WORK TO BE COMPLETED :: Below is a listing; restate from it, character for character, the lines beginning at the line holding "WAL enabled and" and ending at the line holding "PRAGMA foreign_keys = ON;", both included.

THE RECORDS ::
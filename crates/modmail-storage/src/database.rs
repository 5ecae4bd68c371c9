// SPDX-FileCopyrightText: 2026 Modmail Contributors
// SPDX-License-Identifier: MIT OR Apache-2.0

//! Database connection management with PRAGMA setup, WAL mode, and lifecycle.
//!
//! All writes are serialized through tokio-rusqlite's single background thread.
//! Do NOT create additional Connection instances for writes.

use std::path::Path;

use modmail_core::ModmailError;
use tokio_rusqlite::Connection;
use tracing::debug;

use crate::migrations;

/// Handle to the single SQLite connection owned by the store.
pub struct Database {
    conn: Connection,
}

impl Database {
    /// Opens (creating if needed) the database at `path` with WAL enabled and
    /// runs pending migrations.
    pub async fn open(path: &str) -> Result<Self, ModmailError> {
        Self::open_with(path, true).await
    }

    /// Opens the database, choosing the journal mode explicitly.
    pub async fn open_with(path: &str, wal_mode: bool) -> Result<Self, ModmailError> {
        if let Some(parent) = Path::new(path).parent()
            && !parent.as_os_str().is_empty()
        {
            std::fs::create_dir_all(parent).map_err(|e| ModmailError::Storage {
                source: Box::new(e),
            })?;
        }

        let conn = Connection::open(path)
            .await
            .map_err(|e| ModmailError::Storage {
                source: Box::new(e),
            })?;

        let journal = if wal_mode { "WAL" } else { "DELETE" };
        conn.call(move |conn| -> Result<(), rusqlite::Error> {
            conn.execute_batch(&format!(
                "PRAGMA journal_mode = {journal};
                 PRAGMA synchronous = NORMAL;
                 PRAGMA foreign_keys = ON;
                 PRAGMA busy_timeout = 5000;"
            ))?;
            Ok(())
        })
        .await
        .map_err(map_tr_err)?;

        conn.call(|conn| -> Result<Result<(), ModmailError>, rusqlite::Error> {
            Ok(migrations::run_migrations(conn))
        })
        .await
        .map_err(map_tr_err)??;

        debug!(path, wal_mode, "database opened");
        Ok(Self { conn })
    }

    /// Returns the underlying connection for query modules.
    pub fn connection(&self) -> &Connection {
        &self.conn
    }

    /// Checkpoints the WAL and closes the connection.
    pub async fn close(self) -> Result<(), ModmailError> {
        self.conn
            .call(|conn| -> Result<(), rusqlite::Error> {
                conn.execute_batch("PRAGMA wal_checkpoint(TRUNCATE);")?;
                Ok(())
            })
            .await
            .map_err(map_tr_err)?;
        self.conn.close().await.map_err(|e| ModmailError::Storage {
            source: e.to_string().into(),
        })
    }
}

/// Maps a tokio-rusqlite call error into [`ModmailError::Storage`].
pub(crate) fn map_tr_err(e: tokio_rusqlite::Error<rusqlite::Error>) -> ModmailError {
    ModmailError::Storage {
        source: Box::new(e),
    }
}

REPLY TO THE EXERCISE ::
    /// Opens (creating if needed) the database at `path` with WAL enabled and
    /// runs pending migrations.
    pub async fn open(path: &str) -> Result<Self, ModmailError> {
        Self::open_with(path, true).await
    }

    /// Opens the database, choosing the journal mode explicitly.
    pub async fn open_with(path: &str, wal_mode: bool) -> Result<Self, ModmailError> {
        if let Some(parent) = Path::new(path).parent()
            && !parent.as_os_str().is_empty()
        {
            std::fs::create_dir_all(parent).map_err(|e| ModmailError::Storage {
                source: Box::new(e),
            })?;
        }

        let conn = Connection::open(path)
            .await
            .map_err(|e| ModmailError::Storage {
                source: Box::new(e),
            })?;

        let journal = if wal_mode { "WAL" } else { "DELETE" };
        conn.call(move |conn| -> Result<(), rusqlite::Error> {
            conn.execute_batch(&format!(
                "PRAGMA journal_mode = {journal};
                 PRAGMA synchronous = NORMAL;
                 PRAGMA foreign_keys = ON;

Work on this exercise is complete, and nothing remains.